Extract the next info from the picture, and reply in JSON format:
{
"date": "The date of the doc. In format YYYY-MM-DD.",
"tackle": "The tackle talked about within the doc.",
"Bnr": "The constructing quantity (Bnr) talked about within the doc.",
"scale": "The size (målestokk) talked about within the doc.",
}
For those who can't discover the knowledge, reply with None. The return object should be a legitimate JSON object. Reply solely the JSON object, no different textual content.
"""
max_new_tokens = 1024
image_paths = ["example-doc-site-plan-cropped.jpg"]
output = inference(system_prompt, user_prompt, max_new_tokens, image_paths, max_image_size=1536)
print(output)
I get:
{
"date": "2014-01-23",
"tackle": "Camilla Colletts vei 15",
"Bnr": None,
"scale": "1:500"
}
In order you’ll be able to see, Qwen does handle to tell us if info is just not current within the doc.
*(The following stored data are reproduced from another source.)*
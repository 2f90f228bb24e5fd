// SPDX-FileCopyrightText: 2026 Tandem Contributors
// SPDX-License-Identifier: MIT OR Apache-2.0

//! WebSocket transport for real-time sync.
//!
//! The credential comes from the `Authorization` header, a `?token=` query
//! parameter, or, failing both, a first `{"type":"auth"}` frame sent within
//! the auth timeout. A rejected connection gets an `auth_error` frame and
//! is closed. An accepted one gets `auth_ok`, is registered, and then runs
//! two halves until either ends:
//! 1. Writer task: drains the registry channel into the socket and pings
//! 2. Reader loop: handles typing, presence and ping frames from the client

use std::time::Duration;

use axum::{
    extract::{
        Query, State,
        ws::{CloseFrame, Message, WebSocket, WebSocketUpgrade, close_code},
    },
    http::{HeaderMap, header::AUTHORIZATION},
    response::Response,
};
use futures::stream::{SplitSink, SplitStream};
use futures::{SinkExt, StreamExt};
use serde::Deserialize;
use tandem_core::{AuthRejection, ConnectionId, TandemError, UserId, UserSummary};
use tandem_sync::{
    AuthenticatedSession, ClientFrame, Credential, CredentialSource, FrameReceiver, Handshake,
    ServerFrame, connection_credential, disconnect_reasons,
};

use crate::server::GatewayState;

type WsSink = SplitSink<WebSocket, Message>;
type WsStream = SplitStream<WebSocket>;

/// Query parameters accepted on `/ws`.
#[derive(Debug, Default, Deserialize)]
pub struct WsParams {
    #[serde(default)]
    pub token: Option<String>,
}

/// WebSocket upgrade handler.
pub async fn ws_handler(
    ws: WebSocketUpgrade,
    State(state): State<GatewayState>,
    Query(params): Query<WsParams>,
    headers: HeaderMap,
) -> Response {
    let authorization = headers.get(AUTHORIZATION).and_then(|v| v.to_str().ok());
    let credential = connection_credential(authorization, params.token.as_deref());
    ws.on_upgrade(move |socket| handle_socket(socket, state, credential))
}

enum FirstFrame {
    Credential(Credential),
    /// Something other than a usable auth frame arrived.
    Missing,
    TimedOut,
    Closed,
}

async fn read_auth_frame(receiver: &mut WsStream, timeout: Duration) -> FirstFrame {
    let wait = async {
        while let Some(Ok(msg)) = receiver.next().await {
            match msg {
                Message::Text(text) => {
                    return match serde_json::from_str::<ClientFrame>(text.as_str()) {
                        Ok(ClientFrame::Auth { token }) if !token.trim().is_empty() => {
                            FirstFrame::Credential(Credential::new(
                                token.trim(),
                                CredentialSource::Frame,
                            ))
                        }
                        _ => FirstFrame::Missing,
                    };
                }
                Message::Close(_) => return FirstFrame::Closed,
                _ => {}
            }
        }
        FirstFrame::Closed
    };
    tokio::time::timeout(timeout, wait)
        .await
        .unwrap_or(FirstFrame::TimedOut)
}

async fn send_frame(sender: &mut WsSink, frame: &ServerFrame) -> bool {
    let json = match frame.to_json() {
        Ok(json) => json,
        Err(e) => {
            tracing::error!(error = %e, "failed to encode frame");
            return true;
        }
    };
    sender.send(Message::Text(json.into())).await.is_ok()
}

async fn close(sender: &mut WsSink, code: u16, reason: &str) {
    let frame = CloseFrame {
        code,
        reason: reason.to_string().into(),
    };
    let _ = sender.send(Message::Close(Some(frame))).await;
}

/// Send a final frame and close.
async fn refuse(sender: &mut WsSink, frame: ServerFrame, reason: &str) {
    send_frame(sender, &frame).await;
    close(sender, close_code::POLICY, reason).await;
}

/// Run the handshake to completion. `None` means the socket has already
/// been refused or closed.
async fn authenticate(
    state: &GatewayState,
    handshake: &mut Handshake,
    credential: Option<Credential>,
    sender: &mut WsSink,
    receiver: &mut WsStream,
) -> Option<(AuthenticatedSession, Credential)> {
    let credential = match credential {
        Some(credential) => Some(credential),
        None => match read_auth_frame(receiver, state.realtime.auth_timeout()).await {
            FirstFrame::Credential(credential) => Some(credential),
            FirstFrame::Missing => None,
            FirstFrame::TimedOut => {
                if let Ok(reason) = handshake.time_out() {
                    tracing::debug!("handshake timed out");
                    refuse(sender, ServerFrame::AuthError { reason }, reason.reason()).await;
                }
                return None;
            }
            FirstFrame::Closed => {
                let _ = handshake.disconnect();
                return None;
            }
        },
    };

    let result = handshake
        .authenticate(state.hub.identity.as_ref(), credential.as_ref())
        .await
        .cloned();
    match result {
        Ok(session) => credential.map(|credential| (session, credential)),
        Err(TandemError::AuthRejected(reason)) => {
            refuse(sender, ServerFrame::AuthError { reason }, reason.reason()).await;
            None
        }
        Err(e) => {
            tracing::error!(error = %e, "handshake failed");
            refuse(
                sender,
                ServerFrame::disconnect(disconnect_reasons::INTERNAL_ERROR),
                disconnect_reasons::INTERNAL_ERROR,
            )
            .await;
            None
        }
    }
}

/// Handle an individual WebSocket connection.
async fn handle_socket(socket: WebSocket, state: GatewayState, credential: Option<Credential>) {
    let (mut ws_sender, mut ws_receiver) = socket.split();
    let mut handshake = Handshake::new();
    if handshake.begin().is_err() {
        return;
    }

    let Some((session, credential)) = authenticate(
        &state,
        &mut handshake,
        credential,
        &mut ws_sender,
        &mut ws_receiver,
    )
    .await
    else {
        return;
    };
    let user = session.user.id.clone();
    let connection_id = ConnectionId::generate();

    let registration = match state
        .hub
        .registry
        .register_session(
            &user,
            connection_id.clone(),
            &credential.token,
            &session.token_id,
        )
        .await
    {
        Ok(registration) => registration,
        Err(e) => {
            let reason = match &e {
                TandemError::TooManyConnections { .. } => {
                    disconnect_reasons::TOO_MANY_CONNECTIONS
                }
                TandemError::AuthRejected(AuthRejection::InactiveUser) => {
                    disconnect_reasons::INACTIVE_USER
                }
                TandemError::AuthRejected(_) => disconnect_reasons::LOGOUT,
                _ => {
                    tracing::error!(user_id = %user, error = %e, "registration failed");
                    disconnect_reasons::INTERNAL_ERROR
                }
            };
            let _ = handshake.disconnect();
            refuse(&mut ws_sender, ServerFrame::disconnect(reason), reason).await;
            return;
        }
    };

    let welcome = ServerFrame::AuthOk {
        connection_id: connection_id.clone(),
        user: UserSummary::from(&session.user),
    };
    if !send_frame(&mut ws_sender, &welcome).await {
        let _ = handshake.disconnect();
        state.hub.registry.unregister(&connection_id).await;
        return;
    }
    state
        .hub
        .presence
        .connected(&user, registration.first_for_user)
        .await;

    let mut writer = tokio::spawn(write_loop(
        ws_sender,
        registration.receiver,
        state.realtime.ping_interval(),
    ));
    tokio::select! {
        _ = read_loop(&state, &connection_id, &user, &mut ws_receiver) => {}
        _ = &mut writer => {}
    }
    writer.abort();

    let _ = handshake.disconnect();
    if let Some(gone) = state.hub.registry.unregister(&connection_id).await {
        state
            .hub
            .presence
            .disconnected(&gone.user, gone.last_for_user)
            .await;
    }
}

/// Forward routed frames to the socket. Ends when the registry drops the
/// channel, after a `disconnect` frame, or when the socket fails.
async fn write_loop(mut sender: WsSink, mut frames: FrameReceiver, ping_every: Duration) {
    let period = ping_every.max(Duration::from_millis(100));
    let mut ping = tokio::time::interval_at(tokio::time::Instant::now() + period, period);
    loop {
        tokio::select! {
            frame = frames.recv() => match frame {
                Some(frame) => {
                    if !send_frame(&mut sender, &frame).await {
                        break;
                    }
                    if let ServerFrame::Disconnect { reason } = &frame {
                        close(&mut sender, close_code::NORMAL, reason).await;
                        break;
                    }
                }
                None => {
                    close(&mut sender, close_code::NORMAL, "").await;
                    break;
                }
            },
            _ = ping.tick() => {
                if sender.send(Message::Ping(Default::default())).await.is_err() {
                    break;
                }
            }
        }
    }
}

/// Read client frames until the client closes.
async fn read_loop(
    state: &GatewayState,
    connection_id: &ConnectionId,
    user: &UserId,
    receiver: &mut WsStream,
) {
    while let Some(Ok(msg)) = receiver.next().await {
        match msg {
            Message::Text(text) => {
                let frame: ClientFrame = match serde_json::from_str(text.as_str()) {
                    Ok(frame) => frame,
                    Err(e) => {
                        tracing::warn!(connection_id = %connection_id, "invalid WebSocket frame: {e}");
                        continue;
                    }
                };
                match frame {
                    ClientFrame::Typing { state: typing } => {
                        state
                            .hub
                            .presence
                            .typing(user, Some(connection_id), typing)
                            .await;
                    }
                    ClientFrame::Presence { status } => {
                        state
                            .hub
                            .presence
                            .status(user, Some(connection_id), status)
                            .await;
                    }
                    ClientFrame::Ping => {
                        state.hub.registry.try_send(connection_id, ServerFrame::Pong);
                    }
                    ClientFrame::Auth { .. } => {
                        tracing::debug!(connection_id = %connection_id, "auth frame after handshake ignored");
                    }
                }
            }
            Message::Close(_) => break,
            _ => {} // Binary and pong frames are ignored.
        }
    }
}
Imaginative and prescient language fashions’ downsides
I might additionally like to notice that there are some points with imaginative and prescient language fashions as effectively. The picture I examined OCR and data extraction with is a comparatively easy picture. To actually take a look at the capabilities of Qwen 3, I must expose it to tougher duties, for instance, extracting extra textual content from an extended doc or making it extract extra metadata fields.
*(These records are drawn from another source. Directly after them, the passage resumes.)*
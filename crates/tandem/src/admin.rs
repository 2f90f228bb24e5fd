// SPDX-FileCopyrightText: 2026 Tandem Contributors
// SPDX-License-Identifier: MIT OR Apache-2.0

//! Offline account administration: `tandem user ...` and `tandem token issue`.
//!
//! These commands open the database directly. A deactivation made here
//! takes effect for a running server on the next request or handshake; it
//! does not reach sockets that are already open.

use std::time::Duration;

use secrecy::SecretString;
use tandem_config::model::StorageConfig;
use tandem_core::{
    AccountStore, AuthRejection, IdentityStore, IssuedToken, TandemError, User, UserId,
};
use tandem_storage::SqliteStore;

/// Open and migrate the configured database.
pub async fn open_store(config: &StorageConfig) -> Result<SqliteStore, TandemError> {
    let store = SqliteStore::new(config.clone());
    store.initialize().await?;
    Ok(store)
}

pub async fn add_user(
    store: &SqliteStore,
    email: &str,
    display_name: &str,
    password: &SecretString,
) -> Result<User, TandemError> {
    let user = store.create_user(email, display_name, password).await?;
    tracing::info!(user_id = %user.id, "account created");
    Ok(user)
}

/// Deactivate by id or email. Returns the partner that was unlinked, if any.
pub async fn deactivate_user(
    store: &SqliteStore,
    identifier: &str,
) -> Result<Option<UserId>, TandemError> {
    let user = lookup(store, identifier).await?;
    let former_partner = store.deactivate_user(&user.id).await?;
    tracing::info!(
        user_id = %user.id,
        former_partner = ?former_partner,
        "account deactivated"
    );
    Ok(former_partner)
}

pub async fn list_users(store: &SqliteStore) -> Result<Vec<User>, TandemError> {
    store.list_users().await
}

/// Issue a bearer token for an active account.
pub async fn issue_token(
    store: &SqliteStore,
    identifier: &str,
    ttl: Duration,
) -> Result<IssuedToken, TandemError> {
    let user = lookup(store, identifier).await?;
    if !user.active {
        return Err(AuthRejection::InactiveUser.into());
    }
    store.issue_token(&user.id, ttl).await
}

async fn lookup(store: &SqliteStore, identifier: &str) -> Result<User, TandemError> {
    store
        .find_user(identifier)
        .await?
        .ok_or_else(|| TandemError::UserNotFound(identifier.to_string()))
}

/// Render accounts as a fixed-width table.
pub fn format_user_table(users: &[User]) -> String {
    if users.is_empty() {
        return "no users\n".to_string();
    }
    let email_width = users
        .iter()
        .map(|u| u.email.len())
        .max()
        .unwrap_or(0)
        .max("EMAIL".len());
    let name_width = users
        .iter()
        .map(|u| u.display_name.len())
        .max()
        .unwrap_or(0)
        .max("NAME".len());

    let mut out = format!(
        "{:<36}  {:<email_width$}  {:<name_width$}  {:<8}  PARTNER\n",
        "ID", "EMAIL", "NAME", "STATUS"
    );
    for user in users {
        let status = if user.active { "active" } else { "inactive" };
        let partner = user.partner_id.as_ref().map(UserId::as_str).unwrap_or("-");
        out.push_str(&format!(
            "{:<36}  {:<email_width$}  {:<name_width$}  {:<8}  {}\n",
            user.id.as_str(),
            user.email,
            user.display_name,
            status,
            partner
        ));
    }
    out
}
The primary present downsides with VLMs, from what I’ve seen, are:
- Typically lacking textual content with OCR
- Inference is sluggish
VLMs lacking textual content when performing OCR is one thing I’ve noticed just a few occasions. When it occurs, the VLM usually simply misses a bit of the doc and utterly ignores the textual content. That is naturally very problematic, because it might miss textual content that’s crucial for downstream duties like performing key phrase searches. The rationale this occurs is an advanced matter that’s out of scope for this text, nevertheless it’s an issue try to be conscious of in the event you’re performing OCR with VLMs.
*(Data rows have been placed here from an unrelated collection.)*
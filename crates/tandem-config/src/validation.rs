// SPDX-FileCopyrightText: 2026 Tandem Contributors
// SPDX-License-Identifier: MIT OR Apache-2.0

//! Semantic validation that serde attributes cannot express.

use crate::diagnostic::ConfigError;
use crate::model::TandemConfig;

const LOG_LEVELS: &[&str] = &["trace", "debug", "info", "warn", "error"];

/// Validate a deserialized configuration, collecting every failure instead
/// of stopping at the first.
pub fn validate_config(config: &TandemConfig) -> Result<(), Vec<ConfigError>> {
    let mut errors = Vec::new();
    let mut fail = |message: String| errors.push(ConfigError::Validation { message });

    let host = config.server.host.trim();
    if host.is_empty() {
        fail("server.host must not be empty".to_string());
    } else if host.parse::<std::net::IpAddr>().is_err()
        && !host
            .chars()
            .all(|c| c.is_ascii_alphanumeric() || c == '.' || c == '-')
    {
        fail(format!(
            "server.host `{host}` is not a valid IP address or hostname"
        ));
    }

    if !LOG_LEVELS.contains(&config.server.log_level.as_str()) {
        fail(format!(
            "server.log_level must be one of {}, got `{}`",
            LOG_LEVELS.join(", "),
            config.server.log_level
        ));
    }

    if config.storage.database_path.trim().is_empty() {
        fail("storage.database_path must not be empty".to_string());
    }

    if config.auth.token_ttl_hours == 0 {
        fail("auth.token_ttl_hours must be at least 1".to_string());
    }

    if config.realtime.auth_timeout_secs == 0 {
        fail("realtime.auth_timeout_secs must be at least 1".to_string());
    }

    if config.realtime.send_buffer == 0 {
        fail("realtime.send_buffer must be at least 1".to_string());
    }

    if config.realtime.ping_interval_secs == 0 {
        fail("realtime.ping_interval_secs must be at least 1".to_string());
    }

    if config.realtime.max_connections_per_user == 0 {
        fail("realtime.max_connections_per_user must be at least 1".to_string());
    }

    if errors.is_empty() { Ok(()) } else { Err(errors) }
}

#[cfg(test)]
mod tests {
    use super::*;

    #[test]
    fn default_config_validates() {
        assert!(validate_config(&TandemConfig::default()).is_ok());
    }

    #[test]
    fn collects_all_errors() {
        let mut config = TandemConfig::default();
        config.storage.database_path = " ".to_string();
        config.realtime.send_buffer = 0;
        config.server.log_level = "loud".to_string();
        let errors = validate_config(&config).unwrap_err();
        assert_eq!(errors.len(), 3);
    }

    #[test]
    fn rejects_bad_host() {
        let mut config = TandemConfig::default();
        config.server.host = "not a host!".to_string();
        let errors = validate_config(&config).unwrap_err();
        assert!(errors[0].to_string().contains("server.host"));
    }
}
Moreover, VLMs require quite a lot of processing energy. I’m operating regionally on my PC, although I’m additionally operating a really small mannequin. I began experiencing reminiscence points after I merely wished to course of a picture with dimensions of 2048×2048, which is problematic if I wish to carry out textual content extraction from bigger paperwork. You’ll be able to thus think about how resource-intensive it’s to use VLMs to both:
- Extra pictures directly (for instance, processing a 10-page doc)
- Processing paperwork of upper resolutions
- Utilizing a bigger VLM, with extra parameters
Conclusion
On this article, I’ve mentioned VLMs, the place I began off discussing why we want VLMs, highlighting how some duties require each textual content and the visible place of the textual content. Moreover, I highlighted some duties you’ll be able to carry out with VLMs and the way Qwen 3 VL was in a position to carry out these duties. I believe the imaginative and prescient modality can be increasingly more essential within the coming years. Up till a yr in the past, virtually all focus was on pure textual content fashions. Nevertheless, to realize much more highly effective fashions, we have to make the most of the imaginative and prescient modality, which is the place I consider VLMs can be extremely essential.